- **ABOUT THIS EXERCISE**
Copy every line of the entries that includes the word "from".

==== RECORDS SHOWN ====

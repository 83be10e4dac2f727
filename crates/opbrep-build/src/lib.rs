#![warn(missing_docs)]

//! Boolean operations on B-rep shapes for the opbrep kernel.
//!
//! Builds the result of a union, difference or intersection from the
//! intersection data filled by `opbrep-ds`. The build has 4 stages:
//! 1. **Split**: vertices are unified, edges are cut at their paves and
//!    section edges are built on the intersection curves
//! 2. **Special cases**: configurations with a direct result ([`KPart`])
//!    skip the general merge
//! 3. **Classify**: faces are rebuilt from their edge parts and each part
//!    is labelled In, On or Out of the other operand
//! 4. **Assemble**: the parts a [`GTopo`] keeps are sewn into shells and
//!    solids, optionally merging pieces lying on one surface
//!
//! [`boolean_op`] runs the whole pipeline; [`Builder`] exposes each stage.

/// Debug logging macro - only prints when debug-boolean feature is enabled
#[allow(unused_macros)]
#[cfg(feature = "debug-boolean")]
macro_rules! debug_bool {
    ($($arg:tt)*) => {
        eprintln!($($arg)*)
    };
}

/// No-op version when debug-boolean feature is disabled
#[allow(unused_macros)]
#[cfg(not(feature = "debug-boolean"))]
macro_rules! debug_bool {
    ($($arg:tt)*) => {};
}

mod api;
mod builder;
mod classifier;
mod config;
mod error;
mod face_builder;
mod gtopo;
mod kpart;
mod pave;
mod shape_set;
mod solid_builder;

pub use api::{boolean_op, boolean_op_with_progress, BooleanOp, BooleanResult};
pub use builder::Builder;
pub use classifier::{
    is_convex_quadric_solid, representative_point, select_classifier, Classifier, QuadricClassifier, RayClassifier,
    TopologyClassifier,
};
pub use config::{BuildConfig, ClassifierTag};
pub use error::BuildError;
pub use face_builder::FaceBuilder;
pub use gtopo::{reverse, GTopo};
pub use kpart::KPart;
pub use pave::{Pave, PaveSet};
pub use shape_set::{ShellFaceSet, WireEdgeSet};
pub use solid_builder::SolidBuilder;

====

- **RESPONSE**
//! Builds the result of a union, difference or intersection from the
//! 3. **Classify**: faces are rebuilt from their edge parts and each part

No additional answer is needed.